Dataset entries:
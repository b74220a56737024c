use std::path::PathBuf;
use std::time::Duration;

use super::error::{ChError, Result};

/// Configuration for the Companies House client
#[derive(Debug, Clone)]
pub struct ChConfig {
    /// User agent string for HTTP requests
    pub user_agent: String,
    /// HTTP request timeout
    pub timeout: Duration,
    /// Base URLs for the registry services
    pub base_urls: ChUrls,
}

/// Base URLs for the Companies House services
#[derive(Debug, Clone)]
pub struct ChUrls {
    /// Base URL for the public data API
    pub api: String,
}

impl Default for ChConfig {
    fn default() -> Self {
        Self {
            user_agent: concat!("chkit/", env!("CARGO_PKG_VERSION")).to_string(),
            timeout: Duration::from_secs(30),
            base_urls: ChUrls::default(),
        }
    }
}

impl ChConfig {
    /// Creates a new ChConfig with custom settings
    ///
    /// ```rust
    /// use chkit::{ChConfig, ChUrls};
    /// use std::time::Duration;
    ///
    /// let config = ChConfig::new("my-tool/1.0", Duration::from_secs(10), None);
    /// assert_eq!(config.base_urls.api, ChUrls::default().api);
    /// ```
    pub fn new(user_agent: impl Into<String>, timeout: Duration, base_urls: Option<ChUrls>) -> Self {
        Self {
            user_agent: user_agent.into(),
            timeout,
            base_urls: base_urls.unwrap_or_default(),
        }
    }
}

impl Default for ChUrls {
    fn default() -> Self {
        Self {
            api: "https://api.company-information.service.gov.uk".to_string(),
        }
    }
}

/// The inputs of a single run, built once at startup.
///
/// Every field is validated by [`RunConfig::new`], so downstream stages can
/// rely on a non-empty location and at least one non-empty SIC code.
#[derive(Clone)]
pub struct RunConfig {
    /// Raw API key, sent as the Basic auth user name
    pub api_key: String,
    /// Free-text location filter
    pub location: String,
    /// SIC codes in the order they were given
    pub sic_codes: Vec<String>,
    /// Directory the report is written into
    pub output_dir: PathBuf,
}

impl std::fmt::Debug for RunConfig {
    fn fmt(&self, f: &mut std::fmt::Formatter<'_>) -> std::fmt::Result {
        f.debug_struct("RunConfig")
            .field("api_key", &"<redacted>")
            .field("location", &self.location)
            .field("sic_codes", &self.sic_codes)
            .field("output_dir", &self.output_dir)
            .finish()
    }
}

impl RunConfig {
    /// Validates raw configuration values.
    ///
    /// Each value is optional so it can come straight from an environment
    /// lookup or a command line flag. The output directory defaults to the
    /// working directory; use [`RunConfig::with_output_dir`] to change it.
    ///
    /// # Arguments
    ///
    /// * `api_key` - The raw Companies House API key, not base64 encoded
    /// * `location` - Free-text location filter, e.g. "Manchester"
    /// * `sic_codes` - Comma-separated SIC codes, e.g. "62020, 62012". Entries
    ///   are trimmed and blank ones dropped
    ///
    /// # Errors
    ///
    /// Checks run in order: API key, location, SIC code string, SIC codes
    /// after trimming. The first failure is returned as
    /// [`ChError::MissingConfiguration`].
    ///
    /// # Example
    ///
    /// ```rust
    /// use chkit::RunConfig;
    ///
    /// let config = RunConfig::new(
    ///     Some("key".to_string()),
    ///     Some("Leeds".to_string()),
    ///     Some(" 62020, ,62012".to_string()),
    /// )?;
    /// assert_eq!(config.sic_codes, vec!["62020", "62012"]);
    /// # Ok::<(), chkit::ChError>(())
    /// ```
    pub fn new(
        api_key: Option<String>,
        location: Option<String>,
        sic_codes: Option<String>,
    ) -> Result<Self> {
        let api_key = api_key.filter(|key| !key.is_empty()).ok_or_else(|| {
            ChError::MissingConfiguration(
                "API_KEY not set. Provide the raw API key (without encoding) via the environment or a .env file".to_string(),
            )
        })?;

        let location = location
            .filter(|location| !location.is_empty())
            .ok_or_else(|| {
                ChError::MissingConfiguration("LOCATION cannot be empty".to_string())
            })?;

        let raw_codes = sic_codes.filter(|codes| !codes.is_empty()).ok_or_else(|| {
            ChError::MissingConfiguration("SIC_CODES cannot be empty".to_string())
        })?;

        let sic_codes = parse_sic_codes(&raw_codes);
        if sic_codes.is_empty() {
            return Err(ChError::MissingConfiguration(
                "SIC_CODES cannot be empty after trimming".to_string(),
            ));
        }

        Ok(Self {
            api_key,
            location,
            sic_codes,
            output_dir: PathBuf::from("."),
        })
    }

    /// Sets the directory the report is written into. It must already exist.
    pub fn with_output_dir(mut self, dir: impl Into<PathBuf>) -> Self {
        self.output_dir = dir.into();
        self
    }
}

/// Splits a comma-separated SIC code list, trimming each entry and dropping
/// the empty ones. Order is preserved.
pub fn parse_sic_codes(raw: &str) -> Vec<String> {
    raw.split(',')
        .map(str::trim)
        .filter(|code| !code.is_empty())
        .map(String::from)
        .collect()
}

> [What you are asked to do]: Begin with the line that contains "let api_key = api_key.filter(|key|" and end with the last line of the data. Repeat those two lines and all between them exactly.

> [Output below]:
        let api_key = api_key.filter(|key| !key.is_empty()).ok_or_else(|| {
            ChError::MissingConfiguration(
                "API_KEY not set. Provide the raw API key (without encoding) via the environment or a .env file".to_string(),
            )
        })?;

        let location = location
            .filter(|location| !location.is_empty())
            .ok_or_else(|| {
                ChError::MissingConfiguration("LOCATION cannot be empty".to_string())
            })?;

        let raw_codes = sic_codes.filter(|codes| !codes.is_empty()).ok_or_else(|| {
            ChError::MissingConfiguration("SIC_CODES cannot be empty".to_string())
        })?;

        let sic_codes = parse_sic_codes(&raw_codes);
        if sic_codes.is_empty() {
            return Err(ChError::MissingConfiguration(
                "SIC_CODES cannot be empty after trimming".to_string(),
            ));
        }

        Ok(Self {
            api_key,
            location,
            sic_codes,
            output_dir: PathBuf::from("."),
        })
    }

    /// Sets the directory the report is written into. It must already exist.
    pub fn with_output_dir(mut self, dir: impl Into<PathBuf>) -> Self {
        self.output_dir = dir.into();
        self
    }
}

/// Splits a comma-separated SIC code list, trimming each entry and dropping
/// the empty ones. Order is preserved.
pub fn parse_sic_codes(raw: &str) -> Vec<String> {
    raw.split(',')
        .map(str::trim)
        .filter(|code| !code.is_empty())
        .map(String::from)
        .collect()
}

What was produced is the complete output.